只有郭氏問他,「外面傳言可是事實?晉陽果然出現了萬人坑?」
劉琨一聽,連忙道:「沒有萬人,只有千人之數。」
郭氏一聽,忍不住一巴掌扇在他臉上,氣怒道:「千人還不夠嗎?這可都是人命,晉陽乃你轄下,出了這樣的惡事,你竟全然不知!你是怎麼當的官?」
劉琨羞愧不能言。
劉蕃連忙問道:「此事重大,大將軍可有說過怎麼處置你?」
劉琨道:「她讓我調離晉陽,去徐州。」
不等父親說話,劉琨便表達了自己的意思,「我不去,此時正是關鍵時刻,我怎能輕離晉陽?而且從哪裡跌倒,我便要從哪裡爬起來。」
郭氏道:「你聽大將軍的。」
劉琨臉一黑,問道:「母親也認為我打仗不行嗎?」
「對!」郭氏氣惱道:「你守城還勉強可行,主動出戰中,哪一次勝過?」
劉琨緊抿著嘴道:「那是因為時機不對……」
郭氏見他冥頑不靈,氣得又給他一拳,惱道:「看看你治理的晉陽!出了這樣的惡事,而你全然不知,算一算時間,正是你開始奢靡,寵信徐潤之時。令狐盛等人幾次勸你,你皆不聽從,可見你有多固執。」
郭氏落淚道:「你既不能弘經略,又不能駕馭豪傑,輕信小人,不能兼聽,專欲除勝己以自安,別說晉陽,便是去了徐州也是禍害,如是,將來必禍及我與你父親。」
劉琨聽得眼淚汪汪的,「母親此話殺我。」
郭氏就眼望他,「如此,你改是不改?」
劉琨認為,他要是有這些缺點,自然改過,可他覺得他沒有啊。
郭氏見了失望,也不再勸他,轉身扶著丈夫就離開。
劉蕃欲言又止,和妻子道:「徐徐勸之,或許可行。」
郭氏則搖頭道:「前有令狐盛,後有趙含章,他們一個是晉陽要倚重的將軍,後一個是大晉要倚重的大都督,才能品德都在他之上,他們勸的話他尚且不聽,何況我們兩個老不死呢?」
「再勸已無用,我們要麼獨自離開,遠離這個孽障,要麼就在此處等死吧。
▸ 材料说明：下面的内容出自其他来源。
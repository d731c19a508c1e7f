//! File documents and their comments.

use std::io;
use std::path::PathBuf;

use axum::{
    body::Bytes,
    extract::{Path, State},
    http::{header, HeaderValue},
    response::{IntoResponse, Response},
    Json,
};
use serde::Deserialize;
use serde_json::Value;

use docshield_core::capabilities::ADD_COMMENTS;
use docshield_core::context::RequestContext;
use docshield_core::document::Document;
use docshield_core::enrich::{enrich_comments, ANALYST_FIELD, COMMENTS_FIELD};
use docshield_core::error::{DocShieldError, Result};
use docshield_core::redaction::{clean_files, Entity};

use crate::app_state::AppState;
use crate::context::Caller;
use crate::error::ApiResult;
use crate::store::{by_id, get_or_404, StoreUserLookup};

/// Server-side location of the stored file. Never exposed through the API.
pub const FILEPATH_FIELD: &str = "filepath";

#[derive(Debug, Deserialize)]
#[serde(deny_unknown_fields)]
pub struct NewComment {
    pub comment: String,
}

/// `GET /v1/files`
pub async fn list(State(state): State<AppState>, caller: Caller) -> ApiResult<Json<Vec<Document>>> {
    let files = state.guards(None).run(&caller.ctx, |ctx| {
        let all = state.store().find(Entity::File.collection(), &Document::new());
        Ok(clean_files(all, ctx.actor()))
    })?;
    Ok(Json(files))
}

/// `GET /v1/files/:id` (comments enriched when the feature is on).
pub async fn get_one(
    State(state): State<AppState>,
    caller: Caller,
    Path(id): Path<String>,
) -> ApiResult<Json<Document>> {
    let file = state
        .guards(None)
        .run(&caller.ctx, |ctx| present(&state, ctx, &id))?;
    Ok(Json(file))
}

/// `POST /v1/files/:id/comments` (requires `add_comments`).
///
/// The body is only parsed once the guards passed.
pub async fn add_comment(
    State(state): State<AppState>,
    caller: Caller,
    Path(id): Path<String>,
    body: Bytes,
) -> ApiResult<Json<Document>> {
    let file = state
        .guards(Some(ADD_COMMENTS))
        .run(&caller.ctx, |ctx| {
            if !state.comments_enabled() {
                return Err(DocShieldError::NotFound("comments are disabled".into()));
            }
            let body: NewComment = serde_json::from_slice(&body)
                .map_err(|e| DocShieldError::BadRequest(format!("comment body: {e}")))?;
            let analyst = caller.user_id.clone().ok_or(DocShieldError::AuthFailed)?;
            let comment = Document::new()
                .with(ANALYST_FIELD, analyst)
                .with("comment", body.comment)
                .into_value();

            let found = state.store().update_one(
                Entity::File.collection(),
                &by_id(id.as_str()),
                &mut |doc: &mut Document| push_comment(doc, comment.clone()),
            );
            if !found {
                return Err(DocShieldError::NotFound(format!("files/{id}")));
            }
            tracing::info!(file = %id, "comment added");
            present(&state, ctx, &id)
        })?;
    Ok(Json(file))
}

/// `GET /v1/files/:id/download` (authenticated callers only).
pub async fn download(
    State(state): State<AppState>,
    caller: Caller,
    Path(id): Path<String>,
) -> ApiResult<Response> {
    let filepath = state.guards(None).run(&caller.ctx, |_| {
        if caller.user_id.is_none() {
            return Err(DocShieldError::AuthFailed);
        }
        let file = get_or_404(state.store(), Entity::File.collection(), &id)?;
        file.get(FILEPATH_FIELD)
            .and_then(Value::as_str)
            .map(PathBuf::from)
            .ok_or_else(|| DocShieldError::NotFound(format!("files/{id}: no stored file")))
    })?;

    let bytes = match tokio::fs::read(&filepath).await {
        Ok(bytes) => bytes,
        Err(e) if e.kind() == io::ErrorKind::NotFound => {
            tracing::warn!(file = %id, path = %filepath.display(), "stored file missing");
            return Err(DocShieldError::NotFound(format!("files/{id}: no stored file")).into());
        }
        Err(e) => {
            return Err(DocShieldError::Internal(format!("read {}: {e}", filepath.display())).into())
        }
    };

    tracing::info!(file = %id, size = bytes.len(), "file downloaded");
    let headers = [
        (header::CONTENT_TYPE, HeaderValue::from_static("application/octet-stream")),
        (header::CONTENT_DISPOSITION, attachment(&filepath)?),
    ];
    Ok((headers, bytes).into_response())
}

/// `attachment; filename=<basename>`, the name reduced to latin-1.
fn attachment(path: &std::path::Path) -> Result<HeaderValue> {
    let name = path
        .file_name()
        .map(|n| n.to_string_lossy())
        .unwrap_or_default();
    let mut value = b"attachment; filename=".to_vec();
    value.extend(
        name.chars()
            .filter(|c| !c.is_control())
            .filter_map(|c| u8::try_from(u32::from(c)).ok()),
    );
    HeaderValue::from_bytes(&value)
        .map_err(|e| DocShieldError::Internal(format!("content-disposition: {e}")))
}

/// Fetch, redact, and enrich one file for `ctx`'s actor.
fn present(state: &AppState, ctx: &RequestContext, id: &str) -> Result<Document> {
    let file = get_or_404(state.store(), Entity::File.collection(), id)?;
    let file = clean_files(file, ctx.actor());
    if !state.comments_enabled() {
        return Ok(file);
    }
    Ok(enrich_comments(file, ctx.actor(), &StoreUserLookup(state.store())))
}

fn push_comment(doc: &mut Document, comment: Value) {
    match doc.get_mut(COMMENTS_FIELD) {
        Some(Value::Array(comments)) => comments.push(comment),
        _ => {
            doc.insert(COMMENTS_FIELD, Value::Array(vec![comment]));
        }
    }
}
」
劉蕃:……以他四十年的經驗看,她這說的是氣話。
郭氏說的的確是氣話,她哪裡肯真的丟下兒子離開?
但她的確做好了赴死的準備。
不過人都有求生的本能,她也一樣的,所以冷靜下來後,她就去求見趙含章。
這是趙含章來晉陽這麼久,老夫人第一次求見她。
趙含章剛從礦場回來,來不及收拾,立即來見她。